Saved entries
[Start of section]

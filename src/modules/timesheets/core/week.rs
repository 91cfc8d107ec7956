use chrono::{Datelike, Days, NaiveDate, TimeZone, Utc};

pub const DAYS_PER_WEEK: usize = 7;

/// Monday of the week containing `anchor`.
pub fn week_start(anchor: NaiveDate) -> NaiveDate {
    let offset = u64::from(anchor.weekday().num_days_from_monday());
    anchor - Days::new(offset)
}

pub fn week_dates(anchor: NaiveDate) -> [NaiveDate; DAYS_PER_WEEK] {
    let start = week_start(anchor);
    std::array::from_fn(|day| start + Days::new(day as u64))
}

/// Moves the anchor by whole weeks; negative goes back in time.
///
/// Returns `None` when the shifted week does not fit in the calendar.
pub fn shift_weeks(anchor: NaiveDate, weeks: i64) -> Option<NaiveDate> {
    let days = Days::new(weeks.unsigned_abs().checked_mul(DAYS_PER_WEEK as u64)?);
    let shifted = if weeks >= 0 {
        anchor.checked_add_days(days)?
    } else {
        anchor.checked_sub_days(days)?
    };

    // Monday through Sunday must all be representable.
    let offset = Days::new(u64::from(shifted.weekday().num_days_from_monday()));
    shifted
        .checked_sub_days(offset)?
        .checked_add_days(Days::new(DAYS_PER_WEEK as u64 - 1))?;
    Some(shifted)
}

/// Today's calendar date as seen in `timezone`.
pub fn today_in<Tz: TimeZone>(timezone: &Tz) -> NaiveDate {
    Utc::now().with_timezone(timezone).date_naive()
}

/// Column header label, e.g. `Mon, May 6`.
pub fn display_label(date: NaiveDate) -> String {
    date.format("%a, %b %-d").to_string()
}
use crate::modules::roles::adapters::outbound::roles_api::RolesApi;
use crate::modules::roles::core::list_response::normalize_list;
use crate::modules::roles::core::role::{NewRole, Role, RoleId, RolePatch};
use crate::shared::core::pagination::Paginated;
use crate::shared::infrastructure::backend_client::BackendClient;
use anyhow::Context;
use async_trait::async_trait;

pub struct HttpRolesApi {
    client: BackendClient,
}

impl HttpRolesApi {
    pub fn new(client: BackendClient) -> Self {
        Self { client }
    }
}

#[async_trait]
impl RolesApi for HttpRolesApi {
    async fn list(&self, page: u32, limit: u32) -> anyhow::Result<Paginated<Role>> {
        let body: serde_json::Value = self
            .client
            .get_json_with_query("/roles", &[("page", page), ("limit", limit)])
            .await?;
        normalize_list(body).context("unexpected roles listing")
    }

    async fn create(&self, role: NewRole) -> anyhow::Result<Role> {
        Ok(self.client.post_json("/roles", &role).await?)
    }

    async fn update(&self, id: RoleId, patch: RolePatch) -> anyhow::Result<Role> {
        Ok(self.client.patch_json(&format!("/roles/{id}"), &patch).await?)
    }

    async fn delete(&self, id: RoleId) -> anyhow::Result<()> {
        Ok(self.client.delete(&format!("/roles/{id}")).await?)
    }
}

[End of section]

**Work instruction**
Select every line above that contains the word "RoleId", and copy it.

**Output for this task**
use crate::modules::roles::core::role::{NewRole, Role, RoleId, RolePatch};
    async fn update(&self, id: RoleId, patch: RolePatch) -> anyhow::Result<Role> {
    async fn delete(&self, id: RoleId) -> anyhow::Result<()> {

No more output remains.